_Description of the task:_
If a line of the data below holds the string "when", copy it.

──────── Information provided

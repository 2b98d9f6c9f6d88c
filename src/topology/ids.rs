//! Strong, zero-cost handles for network entities.
//!
//! Nodes, branches and branch features live in arenas and refer to each
//! other only through these identifiers. Each one wraps a nonzero `u64`, so
//! 0 stays reserved as an invalid or sentinel value and `Option<Id>` costs
//! nothing extra.
//!
//! All three types are `repr(transparent)` over `NonZeroU64`, ordered and
//! hashable, and print as the bare integer with `Display` and as
//! `Name(raw)` with `Debug`.

use crate::network_error::NetworkError;
use std::{fmt, num::NonZeroU64};

macro_rules! network_id {
    ($(#[$meta:meta])* $name:ident) => {
        $(#[$meta])*
        #[derive(
            Copy, Clone, PartialEq, Eq, Hash, PartialOrd, Ord, serde::Serialize, serde::Deserialize,
        )]
        #[repr(transparent)]
        pub struct $name(NonZeroU64);

        impl $name {
            /// Creates a new identifier from a raw `u64` value.
            ///
            /// # Errors
            /// Returns [`NetworkError::InvalidId`] if `raw == 0`.
            #[inline]
            pub fn new(raw: u64) -> Result<Self, NetworkError> {
                NonZeroU64::new(raw).map($name).ok_or(NetworkError::InvalidId)
            }

            /// Returns the inner `u64` value.
            #[inline]
            pub const fn get(self) -> u64 {
                self.0.get()
            }
        }

        impl fmt::Debug for $name {
            fn fmt(&self, f: &mut fmt::Formatter<'_>) -> fmt::Result {
                f.debug_tuple(stringify!($name)).field(&self.get()).finish()
            }
        }

        impl fmt::Display for $name {
            fn fmt(&self, f: &mut fmt::Formatter<'_>) -> fmt::Result {
                write!(f, "{}", self.get())
            }
        }
    };
}

network_id!(
    /// Handle of a [`Node`](crate::topology::node::Node).
    NodeId
);
network_id!(
    /// Handle of a [`Branch`](crate::topology::branch::Branch).
    ///
    /// Branch ids also define the primary sort order of
    /// [`NetworkLocation`](crate::coverage::NetworkLocation)s.
    BranchId
);
network_id!(
    /// Handle of a [`BranchFeature`](crate::features::BranchFeature).
    FeatureId
);

/// Monotonic id source. Starts at 1 and never hands out the same raw value twice.
#[derive(Clone, Debug, serde::Serialize, serde::Deserialize)]
pub struct IdAllocator {
    next: u64,
}

impl Default for IdAllocator {
    fn default() -> Self {
        Self { next: 1 }
    }
}

impl IdAllocator {
    /// Next raw value.
    pub fn next_raw(&mut self) -> u64 {
        let raw = self.next;
        self.next += 1;
        raw
    }

    /// Make sure ids handed out later are all greater than `raw`.
    pub fn observe(&mut self, raw: u64) {
        if raw >= self.next {
            self.next = raw + 1;
        }
    }
}

#[cfg(test)]
mod layout_tests {
    //! Compile-time assertion that the handles have the same size as `u64`.
    use super::*;
    use static_assertions::{assert_eq_align, assert_eq_size};

    assert_eq_size!(NodeId, u64);
    assert_eq_size!(BranchId, u64);
    assert_eq_size!(Option<FeatureId>, u64);
    assert_eq_align!(BranchId, u64);
}

#[cfg(test)]
mod tests {
    use super::*;

    #[test]
    fn zero_is_rejected() {
        assert_eq!(NodeId::new(0), Err(NetworkError::InvalidId));
        assert_eq!(BranchId::new(0), Err(NetworkError::InvalidId));
    }

    #[test]
    fn new_and_get() {
        assert_eq!(BranchId::new(42).unwrap().get(), 42);
        assert_eq!(FeatureId::new(u64::MAX).unwrap().get(), u64::MAX);
    }

    #[test]
    fn debug_and_display() {
        let b = BranchId::new(7).unwrap();
        assert_eq!(format!("{:?}", b), "BranchId(7)");
        assert_eq!(format!("{}", b), "7");
        assert_eq!(format!("{:?}", NodeId::new(3).unwrap()), "NodeId(3)");
    }

    #[test]
    fn ordering_and_hash() {
        let a = NodeId::new(1).unwrap();
        let b = NodeId::new(2).unwrap();
        assert!(a < b);
        let set: std::collections::HashSet<_> = [a, b, a].into_iter().collect();
        assert_eq!(set.len(), 2);
    }

    #[test]
    fn allocator_skips_observed_values() {
        let mut alloc = IdAllocator::default();
        assert_eq!(alloc.next_raw(), 1);
        alloc.observe(10);
        assert_eq!(alloc.next_raw(), 11);
        alloc.observe(3);
        assert_eq!(alloc.next_raw(), 12);
    }
}
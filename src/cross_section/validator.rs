//! Validation predicates for cross-section definitions.
//!
//! None of these functions mutate anything or fail: a failed check is a
//! validation outcome for a reporting layer, not an error.

use super::definition::{CrossSectionDefinition, ProfileKind, StandardShape, ZwRow};
use crate::topology::branch::BranchKind;

/// Absolute tolerance for width comparisons.
pub const WIDTH_TOLERANCE: f64 = 1e-5;

/// Message reported when a shape is placed on a closed conduit that cannot
/// carry it.
pub const ENCLOSED_BRANCH_MESSAGE: &str = "Cross-sections on enclosed branches are not supported.";

/// Boolean verdict plus the message to show when it is negative.
#[derive(Clone, Debug, PartialEq, Eq)]
pub struct ValidationOutcome {
    pub valid: bool,
    /// Empty when `valid`.
    pub message: String,
}

impl ValidationOutcome {
    pub fn ok() -> Self {
        Self {
            valid: true,
            message: String::new(),
        }
    }

    pub fn rejected(message: impl Into<String>) -> Self {
        Self {
            valid: false,
            message: message.into(),
        }
    }
}

/// Which profile kinds a closed conduit can carry.
pub trait ShapeCatalog {
    fn allows_enclosed(&self, kind: ProfileKind) -> bool;
}

/// Built-in catalog: only the closed parametric shapes fit in a conduit.
#[derive(Clone, Copy, Debug, Default)]
pub struct StandardShapeCatalog;

impl ShapeCatalog for StandardShapeCatalog {
    fn allows_enclosed(&self, kind: ProfileKind) -> bool {
        match kind {
            ProfileKind::Standard(shape) => match shape {
                StandardShape::Rectangle
                | StandardShape::Elliptical
                | StandardShape::Cunette
                | StandardShape::SteelCunette
                | StandardShape::Arch => true,
                StandardShape::Trapezium => false,
            },
            ProfileKind::Zw | ProfileKind::Yz | ProfileKind::Xyz => false,
        }
    }
}

/// The named section widths add up to the flow width.
///
/// Only the first three sections (main, flood plain 1, flood plain 2) take
/// part; a definition without sections is vacuously valid.
pub fn are_sections_equal_to_flow_width(def: &CrossSectionDefinition) -> bool {
    let sections = def.sections();
    if sections.is_empty() {
        return true;
    }
    let total: f64 = sections.iter().take(3).map(|s| s.width).sum();
    (total - def.flow_width()).abs() <= WIDTH_TOLERANCE
}

/// An empty inner flood plain cannot precede a non-empty outer one.
pub fn are_flood_plain_widths_valid(def: &CrossSectionDefinition) -> bool {
    let sections = def.sections();
    if sections.len() < 3 {
        return true;
    }
    let (fp1, fp2) = (sections[1].width, sections[2].width);
    !(fp1 == 0.0 && fp2 > 0.0)
}

/// Zero-width rows in a Z-W profile may only sit at its lowest or highest
/// level; when both extremes are zero at least one row must lie between.
pub fn is_flow_profile_valid(rows: &[ZwRow]) -> bool {
    let mut sorted = rows.to_vec();
    sorted.sort_by(|a, b| a.z.total_cmp(&b.z));
    let last = sorted.len().saturating_sub(1);
    let zeros: Vec<usize> = sorted
        .iter()
        .enumerate()
        .filter(|(_, r)| r.total_width == 0.0)
        .map(|(i, _)| i)
        .collect();
    match zeros.as_slice() {
        [] => true,
        [i] => *i == 0 || *i == last,
        [lo, hi] => *lo == 0 && *hi == last && hi - lo > 1,
        _ => false,
    }
}

/// [`is_flow_profile_valid`] for a definition; profiles without a Z-W table
/// pass.
pub fn is_definition_flow_profile_valid(def: &CrossSectionDefinition) -> bool {
    def.zw_rows()
        .is_none_or(|rows| is_flow_profile_valid(&rows))
}

/// Whether `def` may be placed on a branch of `branch_kind`.
pub fn is_cross_section_allowed_on_branch(
    def: &CrossSectionDefinition,
    branch_kind: BranchKind,
) -> ValidationOutcome {
    is_cross_section_allowed_with(&StandardShapeCatalog, def, branch_kind)
}

/// Like [`is_cross_section_allowed_on_branch`] with a caller-supplied catalog.
pub fn is_cross_section_allowed_with<C: ShapeCatalog + ?Sized>(
    catalog: &C,
    def: &CrossSectionDefinition,
    branch_kind: BranchKind,
) -> ValidationOutcome {
    if !branch_kind.is_enclosed() || catalog.allows_enclosed(def.kind()) {
        ValidationOutcome::ok()
    } else {
        ValidationOutcome::rejected(ENCLOSED_BRANCH_MESSAGE)
    }
}
//! BranchTopologyEditor: transactional driver for structural edits.

use super::{EditAction, EditListener, EditOutcome, SplitAt, merge, reverse, split};
use crate::network::HydroNetwork;
use crate::network_error::NetworkError;
use crate::rebase::{LocationAddressed, RebasePlan};
use crate::topology::ids::{BranchId, NodeId};

/// Runs split, merge, reverse and length edits on a network, keeping the
/// network's features and every registered data set in step.
///
/// ```
/// use hydro_network::prelude::*;
///
/// let mut network = HydroNetwork::snake(&[
///     Coordinate::new(0.0, 0.0),
///     Coordinate::new(100.0, 0.0),
/// ])?;
/// let branch = network.graph().branches().next().map(|b| b.id()).unwrap();
/// let mut depth = NetworkCoverage::new("depth", 0.0);
/// depth.set_value(NetworkLocation::new(branch, 75.0), 2.5)?;
///
/// let action = BranchTopologyEditor::new(&mut network)
///     .with_data(&mut depth)
///     .split_branch(branch, SplitAt::Chainage(40.0))?;
/// assert!(matches!(action, Some(EditAction::Split { .. })));
/// assert_eq!(depth.locations()[0].chainage, 35.0);
/// # Ok::<(), NetworkError>(())
/// ```
pub struct BranchTopologyEditor<'a> {
    network: &'a mut HydroNetwork,
    data: Vec<&'a mut (dyn LocationAddressed + 'a)>,
    listeners: Vec<&'a mut (dyn EditListener + 'a)>,
}

impl<'a> BranchTopologyEditor<'a> {
    pub fn new(network: &'a mut HydroNetwork) -> Self {
        Self {
            network,
            data: Vec::new(),
            listeners: Vec::new(),
        }
    }

    /// Register a data set to rebase after each edit.
    pub fn with_data(mut self, data: &'a mut (dyn LocationAddressed + 'a)) -> Self {
        self.data.push(data);
        self
    }

    pub fn with_listener(mut self, listener: &'a mut (dyn EditListener + 'a)) -> Self {
        self.listeners.push(listener);
        self
    }

    pub fn network(&self) -> &HydroNetwork {
        &*self.network
    }

    /// Open the network's edit slot. Fails while another edit is active.
    pub fn begin_edit(&mut self, action: &'static str) -> Result<(), NetworkError> {
        self.network.begin_edit(action)
    }

    pub fn end_edit(&mut self) -> Result<(), NetworkError> {
        self.network.end_edit()
    }

    /// Cut `branch` in two at `at`. Rejected at (or within tolerance of)
    /// either end node.
    pub fn split_branch(&mut self, branch: BranchId, at: SplitAt) -> EditOutcome {
        self.transaction("split branch", |n| split::split(n, branch, at))
    }

    /// Join the single incoming and single outgoing branch of `node`.
    /// Rejected for any other node.
    pub fn merge_at_node(&mut self, node: NodeId) -> EditOutcome {
        self.transaction("merge branches", |n| merge::merge(n, node))
    }

    /// Flip the direction of `branch`.
    pub fn reverse_branch(&mut self, branch: BranchId) -> EditOutcome {
        self.transaction("reverse branch", |n| reverse::reverse(n, branch))
    }

    /// Set (`Some`) or clear (`None`) the custom length of `branch`. Every
    /// location on it is rescaled to the new effective length.
    pub fn set_branch_length(&mut self, branch: BranchId, length: Option<f64>) -> EditOutcome {
        self.transaction("set branch length", |n| resize(n, branch, length))
    }

    /// `mutate` applies the edit and returns the action plus the plan for
    /// moving located data, or `None` when the edit is rejected.
    fn transaction<F>(&mut self, name: &'static str, mutate: F) -> EditOutcome
    where
        F: FnOnce(&mut HydroNetwork) -> Result<Option<(EditAction, RebasePlan)>, NetworkError>,
    {
        self.network.begin_edit(name)?;
        let outcome = self.apply(mutate);
        let ended = self.network.end_edit();
        let action = outcome?;
        ended?;
        Ok(action)
    }

    fn apply<F>(&mut self, mutate: F) -> EditOutcome
    where
        F: FnOnce(&mut HydroNetwork) -> Result<Option<(EditAction, RebasePlan)>, NetworkError>,
    {
        let Some((action, plan)) = mutate(&mut *self.network)? else {
            return Ok(None);
        };
        let (_, features, _) = self.network.parts_mut();
        features.rebase(&plan)?;
        for data in self.data.iter_mut() {
            data.rebase(&plan)?;
        }
        let (_, _, rebaser) = self.network.parts_mut();
        rebaser.commit(&plan);
        log::debug!("{action}");
        for listener in self.listeners.iter_mut() {
            listener.edit_completed(&action);
        }
        Ok(Some(action))
    }
}

fn resize(
    network: &mut HydroNetwork,
    branch: BranchId,
    length: Option<f64>,
) -> Result<Option<(EditAction, RebasePlan)>, NetworkError> {
    let (graph, _, rebaser) = network.parts_mut();
    let target = graph.try_branch_mut(branch)?;
    let old_length = target.effective_length();
    target.set_custom_length(length)?;
    let new_length = target.effective_length();
    let plan = rebaser.plan_resize(branch, old_length, new_length);
    Ok(Some((
        EditAction::Resize {
            branch,
            old_length,
            new_length,
        },
        plan,
    )))
}
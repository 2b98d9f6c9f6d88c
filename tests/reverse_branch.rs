mod util;
use hydro_network::prelude::*;
use util::*;

fn reverse(net: &mut HydroNetwork, branch: BranchId, data: &mut dyn LocationAddressed) {
    BranchTopologyEditor::new(net)
        .with_data(data)
        .reverse_branch(branch)
        .unwrap()
        .expect("reverse always applies");
}

#[test]
fn repeated_reversal_restores_exact_bits() {
    let (mut net, branches) = snake(&[(0.0, 0.0), (33.3, 17.1), (71.9, 5.7)]);
    let b = branches[1];
    let odd = vec![0.1, 3.3, 12.345_678_9, 29.999_999];
    let ids: Vec<FeatureId> = odd.iter().map(|&c| lateral_at(&mut net, b, c)).collect();
    let mut level = NetworkCoverage::new("water level", 0.0);
    for (i, &c) in odd.iter().enumerate() {
        level.set_value(NetworkLocation::new(b, c), i as f64).unwrap();
    }
    let before: Vec<u64> = level.locations().iter().map(|l| l.chainage.to_bits()).collect();

    for _ in 0..6 {
        reverse(&mut net, b, &mut level);
    }

    let after: Vec<u64> = level.locations().iter().map(|l| l.chainage.to_bits()).collect();
    assert_eq!(after, before);
    for (&id, &c) in ids.iter().zip(&odd) {
        assert_eq!(net.features().get(id).unwrap().chainage().to_bits(), c.to_bits());
    }
    assert_eq!(level.values(), &[0.0, 1.0, 2.0, 3.0]);
}

#[test]
fn odd_reversal_mirrors_values_and_keeps_order() {
    let (mut net, b) = straight(100.0);
    let mut level = NetworkCoverage::new("water level", 0.0);
    level
        .set_locations(
            [10.0, 40.0, 95.0].map(|c| NetworkLocation::new(b, c)).to_vec(),
            vec![1.0, 4.0, 9.5],
        )
        .unwrap();
    reverse(&mut net, b, &mut level);

    let chainages: Vec<f64> = level.locations().iter().map(|l| l.chainage).collect();
    assert_chainages(&chainages, &[5.0, 60.0, 90.0]);
    assert_eq!(level.values(), &[9.5, 4.0, 1.0]);
    let branch = net.branch(b).unwrap();
    assert_eq!(branch.geometry().start(), Coordinate::new(100.0, 0.0));
}

#[test]
fn calculation_points_keep_their_fixed_flags() {
    let (mut net, b) = straight(100.0);
    let mut grid = Discretization::default();
    generate_network_discretization(
        &net,
        &mut grid,
        &NetworkGenerationOptions::new(
            DiscretizationOptions::default().with_fixed_length(20.0, FixedLengthPolicy::Multiples),
        ),
    )
    .unwrap();
    grid.toggle_fixed_point(&NetworkLocation::new(b, 20.0)).unwrap();

    reverse(&mut net, b, &mut grid);
    assert_chainages(&grid.chainages_on(b), &[0.0, 20.0, 40.0, 60.0, 80.0, 100.0]);
    assert_chainages(&grid.fixed_chainages_on(b), &[80.0]);

    reverse(&mut net, b, &mut grid);
    assert_chainages(&grid.fixed_chainages_on(b), &[20.0]);
}

#[test]
fn reversing_after_a_resize_starts_a_fresh_record() {
    let (mut net, b) = straight(90.0);
    let id = lateral_at(&mut net, b, 30.0);
    let editor_net = |net: &mut HydroNetwork| {
        BranchTopologyEditor::new(net).reverse_branch(b).unwrap();
    };
    editor_net(&mut net);
    assert_chainages(&feature_chainages(&net, b), &[60.0]);

    BranchTopologyEditor::new(&mut net)
        .set_branch_length(b, Some(180.0))
        .unwrap()
        .expect("length changed");
    assert_chainages(&feature_chainages(&net, b), &[120.0]);

    editor_net(&mut net);
    let lateral = net.features().get(id).unwrap();
    assert!((lateral.chainage() - 60.0).abs() < EPS);
}

#[test]
fn structures_stay_with_their_composite() {
    let (mut net, b) = straight(100.0);
    let weir = structure_at(&mut net, b, 25.0);
    let composite = net
        .features()
        .get(weir)
        .and_then(|f| f.as_structure())
        .and_then(|s| s.composite())
        .unwrap();

    BranchTopologyEditor::new(&mut net).reverse_branch(b).unwrap();

    let weir = net.features().get(weir).unwrap();
    let composite = net.features().get(composite).unwrap();
    assert_chainages(&[weir.chainage(), composite.chainage()], &[75.0, 75.0]);
    assert_eq!(net.features().structures_on(b).count(), 1);
}

#[test]
fn features_with_a_length_restore_exact_bits() {
    let (mut net, branches) = snake(&[(0.0, 0.0), (33.3, 17.1), (71.9, 5.7)]);
    let b = branches[1];
    let inflow = BranchFeature::lateral_source("diffuse inflow", 0.3).with_length(7.123_456_7);
    let id = net.add_branch_feature(b, inflow, 2.345_678_9).unwrap();
    let mut none = NetworkCoverage::new("unused", 0.0);

    reverse(&mut net, b, &mut none);
    let length = net.branch(b).unwrap().effective_length();
    let mirrored = net.features().get(id).unwrap().chainage();
    assert!((mirrored - (length - 2.345_678_9 - 7.123_456_7)).abs() < EPS);

    for _ in 0..5 {
        reverse(&mut net, b, &mut none);
    }
    let back = net.features().get(id).unwrap().chainage();
    assert_eq!(back.to_bits(), 2.345_678_9f64.to_bits());
}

────────────────

_Answer box:_
/// Message reported when a shape is placed on a closed conduit that cannot
/// Boolean verdict plus the message to show when it is negative.
    /// Empty when `valid`.
/// level; when both extremes are zero at least one row must lie between.
    /// moving located data, or `None` when the edit is rejected.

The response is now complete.